# Woodlathe



## Dumbo (Feb 24, 2009)

I would Like to buy a small woodlathe. Does anyone know where to buy one in Thailand?


----------



## Newforestcat (Mar 14, 2012)

I just replied under my post about Amazon. Good luck hunting


----------



## Kiniyeow (Oct 11, 2010)

There are supposily places in Bangkok, but Here in Chiang Mai, I have only found one place so far, but it was a VERY cheap model and I would not recommend it to anyone. If I find out for sure about a place in Bangkok, I will let you know.

If you do find one, please let me know also as I am wanting to get my woodturning back up and going as soon as I can get a hold of one. 
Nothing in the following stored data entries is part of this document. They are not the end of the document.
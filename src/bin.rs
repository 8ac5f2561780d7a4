use clap::Parser;
use crossfill_core::backtracking_search::solve;
use crossfill_core::puzzle::{render_grid, Grid, Puzzle};
use crossfill_core::word_list::WordList;
use std::fmt::{Debug, Formatter};
use std::fs;

const WORDLIST_RAW: &str = include_str!("../resources/wordlist.dict");

/// crossfill: Command-line crossword word-placement tool
#[derive(Parser, Debug)]
#[command(author, version, about, long_about = None)]
struct Args {
    /// Path to the grid file, as ASCII with # representing blocks and . representing open squares
    grid_path: String,

    /// Path to a wordlist file with one entry per line [default: (embedded word list)]
    #[arg(long)]
    wordlist: Option<String>,
}

struct Error(String);

impl Debug for Error {
    fn fmt(&self, f: &mut Formatter<'_>) -> std::fmt::Result {
        write!(f, "{}", self.0) // Print error unquoted
    }
}

fn main() -> Result<(), Error> {
    let args = Args::parse();

    let raw_grid_content = fs::read_to_string(&args.grid_path)
        .map_err(|_| Error(format!("Couldn't read file '{}'", args.grid_path)))?;

    let grid = Grid::from_template_string(&raw_grid_content)
        .map_err(|grid_error| Error(format!("{grid_error}")))?;

    let max_side = grid.width().max(grid.height());

    let word_list = match args.wordlist {
        Some(wordlist_path) => WordList::from_dict_file(&wordlist_path, Some(max_side)),
        None => WordList::from_contents(WORDLIST_RAW, Some(max_side)),
    }
    .map_err(|word_list_error| Error(format!("{word_list_error}")))?;

    if word_list.is_empty() {
        return Err(Error("Word list is empty".into()));
    }

    let puzzle = Puzzle::build(grid);

    let result = solve(&puzzle, &word_list).map_err(|_| Error("Unsolvable puzzle".into()))?;

    println!("{}", render_grid(&puzzle, &word_list, &result.assignment));

    Ok(())
}
use std::collections::BTreeSet;

use anchor_lang::prelude::*;

use crate::actions::{legal_actions, AccountState, Action, ActionRequest, GateContext, Intent, ViewerRoles};
use crate::phase::{resolve, MarketFilter, Phase};
use crate::settlement::{self, BettorPayout, ProposerSettlement};
use crate::state::*;
use crate::store::AccountStateStore;
use crate::tally::{self, Tally};
use crate::timing::{self, DeadlineKind, DeadlineStatus};

/// ─── Market View ──────────────────────────────────────────────────
///
/// Everything the client renders for one market and one viewer, derived from
/// a single poll. Recompute on every poll; nothing here is cached.
#[derive(Clone, Debug, PartialEq, Eq)]
pub struct MarketView {
    pub market_id: u64,
    pub phase: Phase,

    /// Jury can never be drawn; the market must not be listed.
    pub hidden: bool,

    pub roles: ViewerRoles,
    pub actions: BTreeSet<Action>,
    pub deadlines: Vec<DeadlineStatus>,

    /// Present once jurors have been drawn and the counts are consistent.
    pub tally: Option<Tally>,

    /// Viewer's share claim, once FINALIZED.
    pub bettor_payout: Option<BettorPayout>,

    /// Viewer's proposer claim, once FINALIZED and only for the market proposer.
    pub proposer_settlement: Option<ProposerSettlement>,

    /// Juror stake the viewer can withdraw right now.
    pub juror_unlock: Option<u64>,
}

impl MarketView {
    /// Classify a snapshot for `viewer`.
    ///
    /// Latches the expiry flag in `store` when the dispute block hash has
    /// aged out; that is the only write.
    pub fn evaluate<S: AccountStateStore>(
        snapshot: &MarketSnapshot,
        viewer: &AccountSnapshot,
        store: &mut S,
        config: &ProtocolConfig,
        now: i64,
    ) -> Result<Self> {
        let market_id = snapshot.market_id;
        let market = snapshot.market.as_ref();
        let resolution = snapshot.resolution.as_ref();

        let in_dispute = resolution.map_or(false, |r| r.status == ResolutionStatus::InDispute);
        if let (true, Some(blocks)) = (in_dispute, snapshot.blocks_since_dispute) {
            if timing::is_jury_selection_expired_with(blocks, config.blockhash_window) {
                store.mark_market_expired(market_id);
            }
        }
        let jury_expired = store.is_market_expired(market_id);

        let phase = resolve(market, resolution, now, jury_expired);
        if phase == Phase::Indeterminate {
            msg!("Market #{} snapshot incomplete; deferring", market_id);
        }

        let roles = ViewerRoles::derive(&viewer.account, snapshot);
        let account = AccountState {
            shares: viewer.shares.unwrap_or_default(),
            juror_stake: viewer.juror_stake.unwrap_or_default(),
            token_balance: viewer.token_balance,
            flags: store.flags(market_id, &viewer.account),
        };
        let ctx = GateContext {
            market_id,
            phase,
            market,
            resolution,
            roles,
            account: &account,
            config,
            now,
            jury_expired,
        };
        let actions = legal_actions(&ctx);

        let tally = match (phase, resolution) {
            (Phase::JuryVoting | Phase::ReadyToFinalizeDispute, Some(r)) => {
                tally::tally(r, config.tie_break).ok()
            }
            (Phase::Finalized, Some(r)) if r.has_dispute() => tally::tally(r, config.tie_break).ok(),
            _ => None,
        };

        let (bettor_payout, proposer_settlement) = match (phase, market) {
            (Phase::Finalized, Some(m)) if m.outcome.is_final() => {
                let bettor = viewer
                    .shares
                    .map(|shares| settlement::bettor_payout(m, &shares))
                    .transpose()?;
                let proposer = if roles.market_proposer {
                    Some(settlement::proposer_settlement(
                        m,
                        config.market_creation_stake_amount,
                    )?)
                } else {
                    None
                };
                (bettor, proposer)
            }
            _ => (None, None),
        };

        Ok(Self {
            market_id,
            phase,
            hidden: jury_expired || phase == Phase::Expired,
            roles,
            actions,
            deadlines: deadlines(snapshot, viewer, now),
            tally,
            bettor_payout,
            proposer_settlement,
            juror_unlock: viewer
                .juror_stake
                .and_then(|stake| settlement::juror_unlock(&stake, now)),
        })
    }

    /// Whether the market is listed under `filter`.
    pub fn listed_under(&self, filter: MarketFilter) -> bool {
        !self.hidden && filter.shows(self.phase)
    }
}

fn deadlines(snapshot: &MarketSnapshot, viewer: &AccountSnapshot, now: i64) -> Vec<DeadlineStatus> {
    let mut set = Vec::with_capacity(4);
    if let Some(market) = &snapshot.market {
        set.push((DeadlineKind::EndTime, market.end_time));
    }
    if let Some(resolution) = &snapshot.resolution {
        if resolution.dispute_window_end != 0 {
            set.push((DeadlineKind::DisputeWindowEnd, resolution.dispute_window_end));
        }
        if resolution.voting_end != 0 {
            set.push((DeadlineKind::VotingEnd, resolution.voting_end));
        }
    }
    if let Some(stake) = viewer.juror_stake.filter(JurorStake::is_staked) {
        set.push((DeadlineKind::UnlockTime, stake.unlock_time));
    }
    timing::evaluate_all(&set, now)
}

/// Record a confirmed submission in the client-local store.
///
/// Only votes and proposer claims leave a trace; every other intent is
/// visible on the ledger itself.
pub fn record_confirmation<S: AccountStateStore>(store: &mut S, intent: &Intent, account: &Pubkey) {
    match intent.request {
        ActionRequest::SubmitVote { .. } => store.record_vote(intent.market_id, account),
        ActionRequest::ClaimProposerStake => store.record_proposer_claim(intent.market_id, account),
        _ => {}
    }
}

/// Handle a ledger rejection of the jury draw.
///
/// Returns true when the rejection means the block hash has expired, in which
/// case the market is latched as expired.
pub fn record_jury_draw_rejection<S: AccountStateStore>(
    store: &mut S,
    market_id: u64,
    message: &str,
) -> bool {
    if !timing::is_blockhash_expiry_rejection(message) {
        return false;
    }
    store.mark_market_expired(market_id);
    true
}

#[cfg(test)]
mod tests {
    use super::*;
    use crate::store::MemoryStore;

    fn disputed_snapshot(blocks: u64) -> MarketSnapshot {
        MarketSnapshot {
            market_id: 11,
            market: Some(Market {
                end_time: 100,
                ..Default::default()
            }),
            resolution: Some(ResolutionRecord {
                status: ResolutionStatus::InDispute,
                proposer: Pubkey::new_unique(),
                proposed_outcome: Outcome::OptionA,
                disputer: Pubkey::new_unique(),
                disputed_outcome: Outcome::OptionB,
                dispute_window_end: 400,
                ..Default::default()
            }),
            blocks_since_dispute: Some(blocks),
            ..Default::default()
        }
    }

    #[test]
    fn test_expiry_latches_and_hides() {
        let mut store = MemoryStore::new();
        let config = ProtocolConfig::default();
        let viewer = AccountSnapshot {
            token_balance: 10_000_000,
            ..Default::default()
        };

        let view = MarketView::evaluate(&disputed_snapshot(256), &viewer, &mut store, &config, 500).unwrap();
        assert_eq!(view.phase, Phase::AwaitingJury);
        assert!(view.actions.contains(&Action::FetchJury));
        assert!(!view.hidden);

        let view = MarketView::evaluate(&disputed_snapshot(257), &viewer, &mut store, &config, 500).unwrap();
        assert_eq!(view.phase, Phase::Expired);
        assert!(view.hidden);
        assert!(view.actions.is_empty());

        // A later poll with a smaller (stale) block count does not revive it.
        let view = MarketView::evaluate(&disputed_snapshot(10), &viewer, &mut store, &config, 500).unwrap();
        assert_eq!(view.phase, Phase::Expired);
        assert!(!view.listed_under(MarketFilter::Pending));
    }

    #[test]
    fn test_latched_market_is_unusable_in_any_status() {
        let mut store = MemoryStore::new();
        let config = ProtocolConfig::default();
        let juror = Pubkey::new_unique();
        let mut snapshot = disputed_snapshot(0);
        snapshot.jury = Some(Jury::new([juror; crate::constants::JURY_SIZE]));
        if let Some(resolution) = snapshot.resolution.as_mut() {
            resolution.status = ResolutionStatus::JuryVoting;
            resolution.voting_end = 1_000;
        }
        let viewer = AccountSnapshot {
            account: juror,
            token_balance: 10_000_000,
            ..Default::default()
        };

        let view = MarketView::evaluate(&snapshot, &viewer, &mut store, &config, 500).unwrap();
        assert!(view.actions.contains(&Action::SubmitVote));

        assert!(record_jury_draw_rejection(&mut store, 11, "Blockhash not available"));
        let view = MarketView::evaluate(&snapshot, &viewer, &mut store, &config, 500).unwrap();
        assert!(view.hidden);
        assert!(view.actions.is_empty());
    }

    #[test]
    fn test_rejection_message_latches_expiry() {
        let mut store = MemoryStore::new();
        assert!(!record_jury_draw_rejection(&mut store, 3, "user rejected the request"));
        assert!(!store.is_market_expired(3));
        assert!(record_jury_draw_rejection(&mut store, 3, "Blockhash not available"));
        assert!(store.is_market_expired(3));
    }

    #[test]
    fn test_confirmed_vote_is_remembered() {
        let mut store = MemoryStore::new();
        let juror = Pubkey::new_unique();
        let intent = Intent {
            market_id: 8,
            request: ActionRequest::SubmitVote { outcome: Outcome::OptionA },
        };
        record_confirmation(&mut store, &intent, &juror);
        assert!(store.flags(8, &juror).has_voted);
        assert!(!store.flags(8, &juror).proposer_claimed);
    }

    #[test]
    fn test_incomplete_snapshot_renders_nothing() {
        let mut store = MemoryStore::new();
        let config = ProtocolConfig::default();
        let snapshot = MarketSnapshot {
            market_id: 2,
            ..Default::default()
        };
        let funded = AccountSnapshot {
            token_balance: 10_000_000,
            ..Default::default()
        };
        let view = MarketView::evaluate(&snapshot, &funded, &mut store, &config, 0).unwrap();
        assert_eq!(view.phase, Phase::Indeterminate);
        assert!(view.actions.is_empty());
        assert!(view.deadlines.is_empty());
        for filter in [MarketFilter::Active, MarketFilter::Pending, MarketFilter::Resolved] {
            assert!(!view.listed_under(filter));
        }
    }
}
I have found several that are made in China, but so far I have found no distributers in Thailand for the better ones.


----------



## Dumbo (Feb 24, 2009)

*woodlathe*

Thank you to you both for your replies. If I do find something I will contact you but no luck so far.


----------



## Kiniyeow (Oct 11, 2010)

I have found a place here in Chiang Mai that is a Jet distributor (Chiang Mai Tools). When I asked about wood lathes, they gave me the Jet product book and had me look up what I wanted. I found the JWL-1220VS, but they have none in stock, they called the Bangkok (main) office and they did not have any instock either.

What they told me was that in order for them to order the mini lathes, they would have to order 4-5 of them in order to make shipping. The Mid and large size ones they can order at anytime.

As I dont have my own house yet with a nice shed to put a Mid or large size lathe, I have to settle for a mini, but I'm not about to order 4 of them for myself just so they can make shipping.


----------